So anyway, aside from family (to which any other considerations must come a very, very distant second), I'd say I'm pleased to have done a little something to contribute to the future success of several thousand students and others from literally every corner of the globe. It's a rewarding thought. I have a few others that are more of the vain and less significant variety.


----------



## Sherry (Apr 26, 2014)

1. Being a mom of two fantastic kids...a beautiful adult daughter making her way in the world who calls me every day and makes time to fit me into her busy life, and a teenage son who greets me every day when I walk in the door with a hug and "How was your day?". He has a good head on his shoulders and continues to make smart choices.
2. My years spent teaching first graders and helping to lay that critical foundation for how they would perceive school...my proudest moments were watching the light bulbs go on when teaching them how to read, and hoping to have assisted in developing a life-long love of books.
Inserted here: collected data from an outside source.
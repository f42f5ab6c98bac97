//! Write pipeline: buffer a chunk set, RS-encode parity, fan out to
//! `D+P` slices, track plaintext MD5 (spec §4.3).

use crate::checksum::{finalize_md5, new_md5_hasher};
use crate::plan::Plan;
use crate::rs_codec::Codec;
use crate::slice::{Slice, SliceError};
use md5::{Digest, Md5};
use std::sync::atomic::{AtomicBool, Ordering};
use std::sync::Arc;
use tokio::task::JoinHandle;

#[derive(Debug, thiserror::Error)]
pub enum WriterError {
    #[error("wrote {actual} bytes, expected {expected}")]
    ByteCountMismatch { expected: u64, actual: u64 },
    #[error("write aborted")]
    Aborted,
    #[error("plaintext hash was never initialized")]
    HashNotInitialized,
    #[error("chunk-set buffer was never initialized")]
    BufferNotInitialized,
    #[error("slice write failed: {cause}")]
    SliceWriteFailed { cause: SliceError },
}

type SliceJoin = JoinHandle<Result<Slice, SliceError>>;

/// Fans a linear byte stream out across `D` data slices plus `P` RS parity
/// slices, one chunk set at a time.
pub struct Writer {
    slices: Vec<Option<Slice>>,
    in_flight: Vec<Option<SliceJoin>>,
    plan: Plan,
    codec: Codec,

    chunk_set_index: u64,
    chunk_data_size: u64,
    /// `D * chunk_data_size` bytes: the plaintext of the current chunk set.
    buffer: Vec<u8>,
    filled: u64,
    dispatched_data_count: usize,

    total_written: u64,
    hasher: Option<Md5>,
    aborting: Arc<AtomicBool>,
    first_error: Option<WriterError>,
    closed: bool,
}

impl Writer {
    /// `prepare`: `slices[i]` must already be in `create` mode, ordered
    /// `[data slices..., parity slices...]`.
    pub async fn prepare(plan: Plan, slices: Vec<Slice>) -> Result<Writer, WriterError> {
        let data_count = plan.data_slice_count as usize;
        let parity_count = plan.parity_slice_count as usize;
        let codec = Codec::new(data_count, parity_count);

        let region = plan.region_for_chunk_set(0);
        let chunk_data_size = plan.chunk_data_size(region);
        let in_flight_len = slices.len();

        let mut writer = Writer {
            slices: slices.into_iter().map(Some).collect(),
            in_flight: (0..in_flight_len).map(|_| None).collect(),
            plan,
            codec,
            chunk_set_index: 0,
            chunk_data_size,
            buffer: vec![0u8; data_count * chunk_data_size as usize],
            filled: 0,
            dispatched_data_count: 0,
            total_written: 0,
            hasher: Some(new_md5_hasher()),
            aborting: Arc::new(AtomicBool::new(false)),
            first_error: None,
            closed: false,
        };
        writer.flush_trivially_empty_sets().await?;
        Ok(writer)
    }

    fn data_count(&self) -> usize {
        self.plan.data_slice_count as usize
    }

    /// Accept the next slab of plaintext bytes.
    pub async fn write(&mut self, mut buf: &[u8]) -> Result<(), WriterError> {
        while !buf.is_empty() {
            let capacity = self.buffer.len() as u64;
            let room = capacity - self.filled;
            let take = room.min(buf.len() as u64) as usize;

            self.buffer[self.filled as usize..self.filled as usize + take]
                .copy_from_slice(&buf[..take]);
            self.hasher
                .as_mut()
                .ok_or(WriterError::HashNotInitialized)?
                .update(&buf[..take]);
            self.filled += take as u64;
            self.total_written += take as u64;
            buf = &buf[take..];

            self.dispatch_completed_data_slices().await?;
            if self.filled == capacity {
                self.dispatch_parity_and_advance().await?;
            }
        }
        Ok(())
    }

    /// Queue a write for every data-slice chunk that just became fully
    /// filled, in index order.
    async fn dispatch_completed_data_slices(&mut self) -> Result<(), WriterError> {
        if self.chunk_data_size == 0 {
            return Ok(());
        }
        let completed = (self.filled / self.chunk_data_size) as usize;
        for index in self.dispatched_data_count..completed.min(self.data_count()) {
            let start = index * self.chunk_data_size as usize;
            let end = start + self.chunk_data_size as usize;
            let payload = self.buffer[start..end].to_vec();
            self.queue_slice_write(index, payload).await?;
        }
        self.dispatched_data_count = completed.min(self.data_count());
        Ok(())
    }

    /// Once all `D` data chunks in the set are queued: RS-encode parity and
    /// queue the parity writes, then advance to the next chunk set.
    async fn dispatch_parity_and_advance(&mut self) -> Result<(), WriterError> {
        if self.plan.parity_slice_count > 0 && self.chunk_data_size > 0 {
            let data_refs: Vec<&[u8]> = (0..self.data_count())
                .map(|i| {
                    let start = i * self.chunk_data_size as usize;
                    &self.buffer[start..start + self.chunk_data_size as usize]
                })
                .collect();
            let parity = self
                .codec
                .encode_parity(&data_refs)
                .expect("writer always presents data_count equal-length even chunks");
            for (p, payload) in parity.into_iter().enumerate() {
                self.queue_slice_write(self.data_count() + p, payload).await?;
            }
        }
        self.advance_chunk_set().await
    }

    async fn advance_chunk_set(&mut self) -> Result<(), WriterError> {
        self.chunk_set_index += 1;
        self.dispatched_data_count = 0;
        self.filled = 0;
        if self.chunk_set_index < self.plan.chunk_set_count() {
            let region = self.plan.region_for_chunk_set(self.chunk_set_index);
            self.chunk_data_size = self.plan.chunk_data_size(region);
            self.buffer = vec![0u8; self.data_count() * self.chunk_data_size as usize];
        }
        self.flush_trivially_empty_sets().await
    }

    /// Dispatches (empty) chunk sets whose region has a zero-byte chunk
    /// size outright — the terminal *end* region when the file's size
    /// divides the preceding regions exactly (spec §3's `endChunkDataSize`
    /// can be 0).
    async fn flush_trivially_empty_sets(&mut self) -> Result<(), WriterError> {
        while self.chunk_set_index < self.plan.chunk_set_count() && self.chunk_data_size == 0 {
            for index in 0..self.data_count() {
                self.queue_slice_write(index, Vec::new()).await?;
            }
            if self.plan.parity_slice_count > 0 {
                let empty: Vec<&[u8]> = (0..self.data_count()).map(|_| &[][..]).collect();
                let parity = self.codec.encode_parity(&empty).unwrap_or_default();
                for (p, payload) in parity.into_iter().enumerate() {
                    self.queue_slice_write(self.data_count() + p, payload).await?;
                }
            }
            self.chunk_set_index += 1;
            self.dispatched_data_count = 0;
            self.filled = 0;
            if self.chunk_set_index < self.plan.chunk_set_count() {
                let region = self.plan.region_for_chunk_set(self.chunk_set_index);
                self.chunk_data_size = self.plan.chunk_data_size(region);
                self.buffer = vec![0u8; self.data_count() * self.chunk_data_size as usize];
            }
        }
        Ok(())
    }

    /// At most one outstanding write per slice index: await whatever is
    /// already in flight for `index` before dispatching the new one.
    async fn queue_slice_write(&mut self, index: usize, payload: Vec<u8>) -> Result<(), WriterError> {
        self.reclaim_slice(index).await?;

        // Best-effort abort check (spec §9 open question): a race here is
        // accepted; cleanup unconditionally deletes every slice file.
        if self.aborting.load(Ordering::Acquire) {
            return Ok(());
        }

        let mut slice = self.slices[index].take().ok_or(WriterError::BufferNotInitialized)?;
        let handle: SliceJoin = tokio::spawn(async move {
            slice.write_chunk(&payload).await?;
            Ok(slice)
        });
        self.in_flight[index] = Some(handle);
        Ok(())
    }

    /// Await any outstanding write for `index` and fold the slice back into
    /// `self.slices`, recording (but not propagating) a first failure.
    async fn reclaim_slice(&mut self, index: usize) -> Result<(), WriterError> {
        if let Some(handle) = self.in_flight[index].take() {
            match handle.await {
                Ok(Ok(slice)) => self.slices[index] = Some(slice),
                Ok(Err(cause)) => {
                    self.first_error.get_or_insert(WriterError::SliceWriteFailed { cause });
                }
                Err(join_err) => {
                    self.first_error.get_or_insert(WriterError::SliceWriteFailed {
                        cause: SliceError::Io(std::io::Error::new(
                            std::io::ErrorKind::Other,
                            join_err.to_string(),
                        )),
                    });
                }
            }
        }
        Ok(())
    }

    async fn reclaim_all(&mut self) -> Result<(), WriterError> {
        for index in 0..self.slices.len() {
            self.reclaim_slice(index).await?;
        }
        Ok(())
    }

    /// Zero-pad any partially filled tail chunk set and flush it, await
    /// every outstanding write, and finalize the plaintext MD5.
    pub async fn finish(&mut self) -> Result<[u8; 16], WriterError> {
        if self.total_written != self.plan.file_size {
            return Err(WriterError::ByteCountMismatch {
                expected: self.plan.file_size,
                actual: self.total_written,
            });
        }
        if self.filled > 0 {
            // Buffer bytes beyond `filled` are already zero from allocation.
            self.dispatch_completed_data_slices_up_to_capacity().await?;
            self.dispatch_parity_and_advance().await?;
        }
        self.reclaim_all().await?;

        if let Some(err) = self.first_error.take() {
            return Err(err);
        }
        let hasher = self.hasher.take().ok_or(WriterError::HashNotInitialized)?;
        Ok(finalize_md5(hasher))
    }

    async fn dispatch_completed_data_slices_up_to_capacity(&mut self) -> Result<(), WriterError> {
        self.filled = self.buffer.len() as u64;
        self.dispatch_completed_data_slices().await
    }

    /// Close all slices, rename temp → committed, credit volume counters.
    pub async fn commit(&mut self) -> Result<(), WriterError> {
        self.reclaim_all().await?;
        if let Some(err) = self.first_error.take() {
            return Err(err);
        }
        if self.aborting.load(Ordering::Acquire) {
            return Err(WriterError::Aborted);
        }

        for slot in self.slices.iter_mut() {
            if let Some(slice) = slot {
                slice.close().await.map_err(|cause| WriterError::SliceWriteFailed { cause })?;
            }
        }
        if self.aborting.load(Ordering::Acquire) {
            return Err(WriterError::Aborted);
        }
        for slot in self.slices.iter_mut() {
            if let Some(slice) = slot {
                slice.commit().await.map_err(|cause| WriterError::SliceWriteFailed { cause })?;
            }
        }
        self.closed = true;
        Ok(())
    }

    /// Stop taking new writes, await in-flight ones, and delete every slice
    /// (committed file if it got that far, otherwise the temp file);
    /// reservations are released by `Slice::delete`.
    pub async fn abort(&mut self) {
        self.aborting.store(true, Ordering::Release);
        self.reclaim_all().await.ok();
        for slot in self.slices.iter_mut() {
            if let Some(slice) = slot {
                slice.delete().await.ok();
            }
        }
        self.closed = true;
    }

    pub fn aborting_handle(&self) -> Arc<AtomicBool> {
        self.aborting.clone()
    }
}

#[cfg(test)]
mod tests {
    use super::*;
    use crate::domain::{ObjectId, SliceIndex, VolumeId};
    use crate::volume::{DirectoryMounter, Volume};
    use std::sync::Arc as StdArc;

    async fn slices_for(plan: &Plan, object_id: ObjectId, dir: &std::path::Path) -> Vec<Slice> {
        let total = plan.data_slice_count as usize + plan.parity_slice_count as usize;
        let mut slices = Vec::with_capacity(total);
        for i in 0..total {
            let volume = StdArc::new(Volume::new(
                VolumeId::new(format!("vol-{i}")),
                uuid::Uuid::nil(),
                i as u8,
                dir.join(format!("vol-{i}")),
                "usb0".to_string(),
                10_000_000,
            ));
            volume.start(&DirectoryMounter, [0u8; 16]).await.unwrap();
            let slice = Slice::create(
                volume,
                object_id,
                SliceIndex::new(i as u8),
                plan.data_slice_count,
                plan.parity_slice_count,
                plan.chunk_size,
                plan.file_size,
                plan.slice_size,
            )
            .await
            .unwrap();
            slices.push(slice);
        }
        slices
    }

    #[tokio::test]
    async fn small_write_commits_and_hashes_plaintext() {
        let dir = tempfile::tempdir().unwrap();
        let payload = b"hello strubs";
        let plan = Plan::build(payload.len() as u64, 128, 2, 1);
        let object_id = ObjectId::generate();
        let slices = slices_for(&plan, object_id, dir.path()).await;

        let mut writer = Writer::prepare(plan, slices).await.unwrap();
        writer.write(payload).await.unwrap();
        let digest = writer.finish().await.unwrap();
        assert_eq!(digest, crate::checksum::compute_md5(payload));
        writer.commit().await.unwrap();
    }

    #[tokio::test]
    async fn byte_count_mismatch_is_rejected() {
        let dir = tempfile::tempdir().unwrap();
        let plan = Plan::build(12, 128, 2, 1);
        let object_id = ObjectId::generate();
        let slices = slices_for(&plan, object_id, dir.path()).await;

        let mut writer = Writer::prepare(plan, slices).await.unwrap();
        writer.write(b"too short").await.unwrap();
        let err = writer.finish().await.unwrap_err();
        assert!(matches!(err, WriterError::ByteCountMismatch { .. }));
    }

    #[tokio::test]
    async fn abort_leaves_no_temp_files_and_releases_reservations() {
        let dir = tempfile::tempdir().unwrap();
        let plan = Plan::build(5, 32, 4, 2);
        let object_id = ObjectId::generate();
        let slices = slices_for(&plan, object_id, dir.path()).await;
        let volumes: Vec<_> = slices.iter().map(|s| s.volume().clone()).collect();

        let mut writer = Writer::prepare(plan, slices).await.unwrap();
        writer.write(b"hello").await.unwrap();
        writer.abort().await;

        for volume in volumes {
            assert_eq!(volume.bytes_pending(), 0);
        }
    }
}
It's very special that so many have kept in touch over the years...I've had invitations to graduations and weddings.
3. Successfully changing career paths in order to solely support my son after my ex decided that after being together from ages 15-40, he had missed out on his youth, and didn't want to just not be a husband anymore, but also a father. I've worked hard to balance everything in order to provide my son not only my love and attention, but I didn't want him to miss out on anything, whether it was participating in band with the hundreds of dollars in fees, going on vacations, saving for his college, etc...I just wanted him to continue to have as normal a childhood as possible and not see his mom struggling to take care of him. I'm so lucky.


----------



## WelfareQueen (Apr 26, 2014)

^^^^Look Sherry.....all of that stuff is really good....but how about the time you made me cry.  Kinda balances the scales....doesn't it?


----------



## Sherry (Apr 26, 2014)

WelfareQueen said:


> ^^^^Look Sherry.....all of that stuff is really good....but how about the time you made me cry.  Kinda balances the scales....doesn't it?



Eh, you're young, you'll get over it...I've helped you build character.


----------



## Mr. H. (Apr 26, 2014)

I was instrumental, as Chair of our city's Historic Preservation Commission, in saving a 1917 Post Office building from certain ruin. 18 months I spent on that shit. 

Another 18 months of my life I spent in trying to attract a bio-diesel facility to our community. 

I and my business partner brought the Solar Powered Hat to the 1982 World's Fair. As seen live on the Today Show. 

4 kids, one grandson. 

Nuff sed.


----------



## The Professor (Apr 26, 2014)

Getting my certificate of potty training and getting my driver's  license.  I can't forget it because I got them both the same day.


----------



## RosieS (Apr 26, 2014)

I was in USA Today twice as an arthritis expert.

I am also proud that my two husbands (consecutive, not concurrent) both love me and are good friends with each other. Makes family occasions smooth as silk. It is a rare and desirable state of being.

Regards from Rosie


----------



## waltky (Apr 27, 2014)

possum most proud o' eatin' two stacks o' Granny's pancakes fer breakfast once...

... she said, "My, my, my - lil' fella musta been hungry."


----------



## The Professor (Apr 27, 2014)

I am not the brightest bulb in the chandelier and many of you have a superior eduction.  What I am proud of  is how I got my degrees.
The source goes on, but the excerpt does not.